**Your goal**.
Report how many lines in the entries below hold the word "Some". Your answer is that number alone.

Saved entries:
//! # Mutation Intercept
//!
//! Entry point of every mutation. With offline support enabled a first
//! issuance never touches the network: it is queued and answered with its
//! optimistic result. Replays (flagged in the context) and every mutation with
//! offline support disabled go straight to the transport.

use crate::client::offline::effect::MutationEffect;
use crate::client::offline::queue::{Continuations, MutationQueue, UpdateFn};
use crate::client::cache::NormalizedCache;
use crate::client::transport::Transport;
use crate::shared::error::{Result, SyncError};
use crate::shared::graphql::{GraphQLResponse, Operation};
use serde_json::{Map, Value};
use std::sync::Arc;
use tokio::sync::oneshot;
use uuid::Uuid;

/// Optimistic response given directly or computed from the variables
#[derive(Clone)]
pub enum OptimisticResponse {
    /// Fixed response tree
    Value(Value),
    /// Function of the mutation variables, evaluated at enqueue time
    Computed(Arc<dyn Fn(&Map<String, Value>) -> Value + Send + Sync>),
}

impl OptimisticResponse {
    fn evaluate(&self, variables: &Map<String, Value>) -> Value {
        match self {
            Self::Value(value) => value.clone(),
            Self::Computed(compute) => compute(variables),
        }
    }
}

/// Per-mutation options
#[derive(Clone, Default)]
pub struct MutationContext {
    optimistic: Option<OptimisticResponse>,
    update: Option<UpdateFn>,
    refetch_queries: Vec<Operation>,
    replay: bool,
}

impl MutationContext {
    /// Context with no options set
    pub fn new() -> Self {
        Self::default()
    }

    /// Result returned immediately and written to the cache while queued
    pub fn optimistic_response(mut self, response: Value) -> Self {
        self.optimistic = Some(OptimisticResponse::Value(response));
        self
    }

    /// Optimistic result computed from the variables
    pub fn optimistic_with<F>(mut self, compute: F) -> Self
    where
        F: Fn(&Map<String, Value>) -> Value + Send + Sync + 'static,
    {
        self.optimistic = Some(OptimisticResponse::Computed(Arc::new(compute)));
        self
    }

    /// Cache update run with the optimistic and committed results
    pub fn update<F>(mut self, update: F) -> Self
    where
        F: Fn(&dyn NormalizedCache, &Value) + Send + Sync + 'static,
    {
        self.update = Some(Arc::new(update));
        self
    }

    /// Query re-run after the mutation commits
    pub fn refetch(mut self, query: Operation) -> Self {
        self.refetch_queries.push(query);
        self
    }

    /// Mark the issuance as a replay of a queued effect
    pub fn replay(mut self) -> Self {
        self.replay = true;
        self
    }

    /// Whether this issuance is a replay
    pub fn is_replay(&self) -> bool {
        self.replay
    }

    pub(crate) fn update_fn(&self) -> Option<&UpdateFn> {
        self.update.as_ref()
    }

    pub(crate) fn refetch_queries(&self) -> &[Operation] {
        &self.refetch_queries
    }
}

/// What the intercept did with a mutation
pub enum Dispatched {
    /// Queued; `result` is the immediate optimistic (or null skeleton) result
    Queued {
        effect_id: Uuid,
        result: Value,
        completion: oneshot::Receiver<Result<Value>>,
    },
    /// Sent to the transport
    Forwarded(GraphQLResponse),
}

/// Routes mutations to the queue or the transport
pub struct MutationIntercept {
    transport: Arc<dyn Transport>,
    queue: Arc<MutationQueue>,
    offline_enabled: bool,
}

impl MutationIntercept {
    pub fn new(transport: Arc<dyn Transport>, queue: Arc<MutationQueue>, offline_enabled: bool) -> Self {
        Self {
            transport,
            queue,
            offline_enabled,
        }
    }

    /// Transport used for forwarded operations
    pub fn transport(&self) -> &Arc<dyn Transport> {
        &self.transport
    }

    /// Whether first issuances are queued
    pub fn offline_enabled(&self) -> bool {
        self.offline_enabled
    }

    /// Queue or forward a mutation
    pub async fn dispatch(&self, operation: Operation, context: MutationContext) -> Result<Dispatched> {
        if context.replay || !self.offline_enabled {
            let response = self.transport.execute(&operation).await?;
            return Ok(Dispatched::Forwarded(response));
        }

        if !operation.is_mutation() {
            return Err(SyncError::validation(
                "operation",
                format!("Only mutations can be queued, got a {}", operation.operation_type),
            ));
        }

        let optimistic = context.optimistic.map(|o| o.evaluate(&operation.variables));
        let mut effect = MutationEffect::new(operation).with_refetch_queries(context.refetch_queries);
        effect.optimistic_response = optimistic;

        let effect_id = effect.id;
        let result = effect.immediate_result();
        let (tx, rx) = oneshot::channel();
        self.queue
            .enqueue(
                effect,
                Continuations {
                    update: context.update,
                    completion: Some(tx),
                },
            )
            .await?;

        Ok(Dispatched::Queued {
            effect_id,
            result,
            completion: rx,
        })
    }
}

**Your response**.
4